Na cartilha da Juju

Quem passa na frente da Escola Municipal Vila Torres não imagina o que sucede lá dentro. Uma instituição, pública ou privada, acontece a partir de seus profissionais e numa escola tem de tudo: funcionário público esperando que o tempo passe rápido para o dia da aposentadoria, gente cumprindo com as obrigações dentro do riscado, pessoa sem compromisso com a educação, professora que falta, professora que não falta, orientadora estressada, pedagoga de plantão e por aí vai. Na Vila Torres há Andressa Teixeira. Ela tem um jeito, uma onda, uma bossa. Tem sorriso e leveza. E trata de emprestar tudo isso ao seu ofício. Vai além do que manda as cartilhas de alfabetização para encontrar os caminhos da educação integral.
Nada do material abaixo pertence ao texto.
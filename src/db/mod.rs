pub(crate) mod models;
pub(crate) mod types;

use std::str::FromStr;
use std::time::Duration;

use sqlx::migrate::Migrator;
use sqlx::postgres::{PgConnectOptions, PgPoolOptions};
use sqlx::{ConnectOptions, PgPool};

use crate::core::config::DatabaseSettings;

static MIGRATOR: Migrator = sqlx::migrate!("./migrations");

const ACQUIRE_TIMEOUT: Duration = Duration::from_secs(30);
const IDLE_TIMEOUT: Duration = Duration::from_secs(10 * 60);

pub(crate) async fn connect(database: &DatabaseSettings) -> Result<PgPool, sqlx::Error> {
    let options = PgConnectOptions::from_str(&database.database_url())?
        .application_name(env!("CARGO_PKG_NAME"))
        .log_statements(tracing::log::LevelFilter::Off)
        .log_slow_statements(tracing::log::LevelFilter::Warn, Duration::from_secs(1));

    let pool = PgPoolOptions::new()
        .max_connections(database.max_connections)
        .min_connections(1)
        .acquire_timeout(ACQUIRE_TIMEOUT)
        .idle_timeout(IDLE_TIMEOUT)
        .test_before_acquire(true)
        .connect_with(options)
        .await?;

    tracing::info!(max_connections = database.max_connections, "Database pool ready");
    Ok(pool)
}

pub(crate) async fn migrate(pool: &PgPool) -> Result<(), sqlx::Error> {
    MIGRATOR.run(pool).await?;
    tracing::info!(migrations = MIGRATOR.iter().count(), "Database schema up to date");
    Ok(())
}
Em seus rodopios particulares de pensar a formação de crianças inventou que era importante e necessário que os pequenos conhecessem Noel Rosa. Contou tudo sobre o malandro, ou quase. Pequenos em idade de alfabetização discutem sobre preferências: Três apitos ou O orvalho vem caindo, Noel ou Wilson, sem bigode ou com bigode? Vale tudo a partir de um repertório amplo que ela espalha dia após dia para a diversão de sua classe, que vai assim, cantando e brincando, aprendendo sobre coisas nossas. Andressa Teixeira não é professora, não é funcionária pública, não estabelece suas aulas dentro do riscado, ela é educadora que arregaça as mangas e aproveita cada instante para enriquecer a cartilha. Na intuição e na observação, sabe qual é o x do problema.